Legg makes deal in store shooting
By Nick Hiltunen
Published in News on October 30, 2007 2:01 PM
Amid tears and apologies, the widow and daughter of Ricky Thompson hugged family members of a man who killed their father in 2003 and shot at them as he tried to escape.
But they did not buy the explanation of Roy George Legg's sister and lawyer as he was sentenced to a little more than 16 years in prison on Monday as part of a plea bargain.
"Life is just not the same. I'm not happy. I never will be happy," widow Teresa Thompson said after hearing Legg's sister and lawyer claim that Legg suffered from mental illness.
"Insanity isn't working for me," Mrs. Thompson said.
Her husband, a Seven Springs volunteer fireman, "was just the type of person when he touched you, he touched you hard," she added.
Thompson's daughter Nita Thompson said she never bought the insanity defense, either, and still doesn't.
"I don't like it, not one bit," Mrs. Thompson said, adding however that she felt justice had been served with the sentencing. "It feels like a relief, but it's still there. Everything is still there."
Wearing an orange jumpsuit, Legg hobbled behind a walker to enter the Wayne County courtroom where he pleaded guilty to lesser charges to avoid a trial and reduce his sentence.
Legg's walker is a reminder of the deadly gun battle that killed 43-year-old Thompson and crippled Legg, now 59, at Ralph Casey's Grocery and Auto Parts in Seven Springs in May 2003.
Legg was originally charged with first-degree murder, attempted first-degree murder, robbery with a dangerous weapon, preparation to commit burglary, breaking and entering, larceny and possession of stolen goods, according to court records.
Thompson interrupted Legg's break-in, prompting a shoot-out that killed Thompson.
Outside the store, Mrs. Thompson and her daughter tried to stop Legg, who shot at them, police said. Mrs. Thompson ended the showdown by driving a car through a wooden fence and knocking Legg down, according to authorities.
Thompson had given Legg $9 in groceries a few days prior to the robbery and shooting, Mrs. Thompson has said, and Legg returned to the store in the early morning to rob it.
Legg, who lived in a tent at Tony Daw's Campground, was armed with a 9mm semi-automatic handgun, and tried to steal groceries including candy, mustard, potato chips and cheese, authorities said.
On Monday, Legg's attorney Glenn Barfield -- who said that Legg would defend himself with an insanity defense before announcement of yesterday's plea deal -- maintained Monday that Legg was mentally ill.
"He's a very high-functioning individual," Barfield said. "He suffers greatly from various delusions. But he wants to take responsibility for what he's done."
Legg's sister, Cynthia Hanchak, said she extended her "sincere sorrow" to the Thompson family.

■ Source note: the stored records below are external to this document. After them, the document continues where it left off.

use feedguard_core::{CoreError, ErrorExt, TopicRule};
use serde_json::Value;
use std::sync::{Arc, RwLock};
use tracing::{debug, warn};

use crate::{ConfigStore, TOPIC_RULES_KEY};

/// In-memory mirror of the persisted topic rules.
///
/// The snapshot is replaced wholesale on every [`refresh`](Self::refresh) so
/// edits made in the settings surface apply to the next scan.
pub struct TopicRuleSet {
    store: Arc<dyn ConfigStore>,
    snapshot: RwLock<Arc<Vec<TopicRule>>>,
}

impl TopicRuleSet {
    pub fn new(store: Arc<dyn ConfigStore>) -> Self {
        Self {
            store,
            snapshot: RwLock::new(Arc::new(Vec::new())),
        }
    }

    /// Reloads the rules. Never fails: an unavailable store, a missing key or
    /// a non-list value all produce an empty set.
    pub async fn refresh(&self) -> Arc<Vec<TopicRule>> {
        let rules = match self.store.get_one(TOPIC_RULES_KEY).await {
            Ok(Some(value)) => parse_rules(value),
            Ok(None) => Vec::new(),
            Err(e) => {
                e.log_warn();
                Vec::new()
            }
        };
        debug!("Loaded {} topic rule(s)", rules.len());

        let rules = Arc::new(rules);
        match self.snapshot.write() {
            Ok(mut snapshot) => *snapshot = rules.clone(),
            Err(poisoned) => *poisoned.into_inner() = rules.clone(),
        }
        rules
    }

    pub fn snapshot(&self) -> Arc<Vec<TopicRule>> {
        match self.snapshot.read() {
            Ok(snapshot) => snapshot.clone(),
            Err(poisoned) => poisoned.into_inner().clone(),
        }
    }
}

/// Reads one stored rule entry, rejecting it if it fails validation.
pub fn read_rule(entry: &Value) -> Result<TopicRule, CoreError> {
    let rule: TopicRule = serde_json::from_value(entry.clone())?;
    rule.validate()?;
    Ok(rule)
}

/// Keeps the well-formed entries of a stored rule list, in order.
pub fn parse_rules(value: Value) -> Vec<TopicRule> {
    let Value::Array(entries) = value else {
        warn!("Stored topic rules are not a list, ignoring them");
        return Vec::new();
    };

    entries
        .iter()
        .enumerate()
        .filter_map(|(index, entry)| match read_rule(entry) {
            Ok(rule) => Some(rule),
            Err(e) => {
                warn!("Skipping topic rule #{}: {}", index, e);
                None
            }
        })
        .collect()
}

"They've been through quite an ordeal. We have been, too," Ms. Hanchak said. "I lost my brother, who withdrew not only from us, but from our children, who lost their beloved uncle Roy, and of course we didn't know why.
"'I would love to have your husband and your daddy back, but I do want to express our appreciation for your willingness to reach a compromise and for the prosecution and the court to work with us."
Ms. Hanchak said she hoped that Legg's case would lead to study of mental illness and finding out why a certain percentage of its victims become violent.
"Either continuing research into my brother's illness, or maybe in his ability to help his fellow inmates, there might be some level of good that comes out of this.
"It is true your honor that this is a different man, mentally, than the brother that I grew up with."
In sentencing Legg to three felonies and consecutive sentences along with each, Superior Court Judge Jack Jenkins also ordered Legg to pay $9,533 in restitution, covering funeral home bills and counseling with a doctor.
Wayne County Sheriff Carey Winders and other members of the office were in attendance -- Thompson was the father of Deputy Randy Thompson, a member of the office's K-9 Division.
Winders said Legg "had already spent four years in Wayne County jail," and that time would be credited toward his now-active sentence.
"He'll get credit for time served, but he'll be in his 70s in his cell," Winders said.
Mrs. Thompson said that although she feels some closure from the sentencing, she does not feel her pain will ever cease. But she said she must stay strong for her family.
"I have got three beautiful granddaughters, and they need me," Mrs. Thompson said. "If Mr. Legg was so hungry that night, my daddy would have given him some groceries. The good ones are always the ones that leave, and the bad ones are the ones that stay."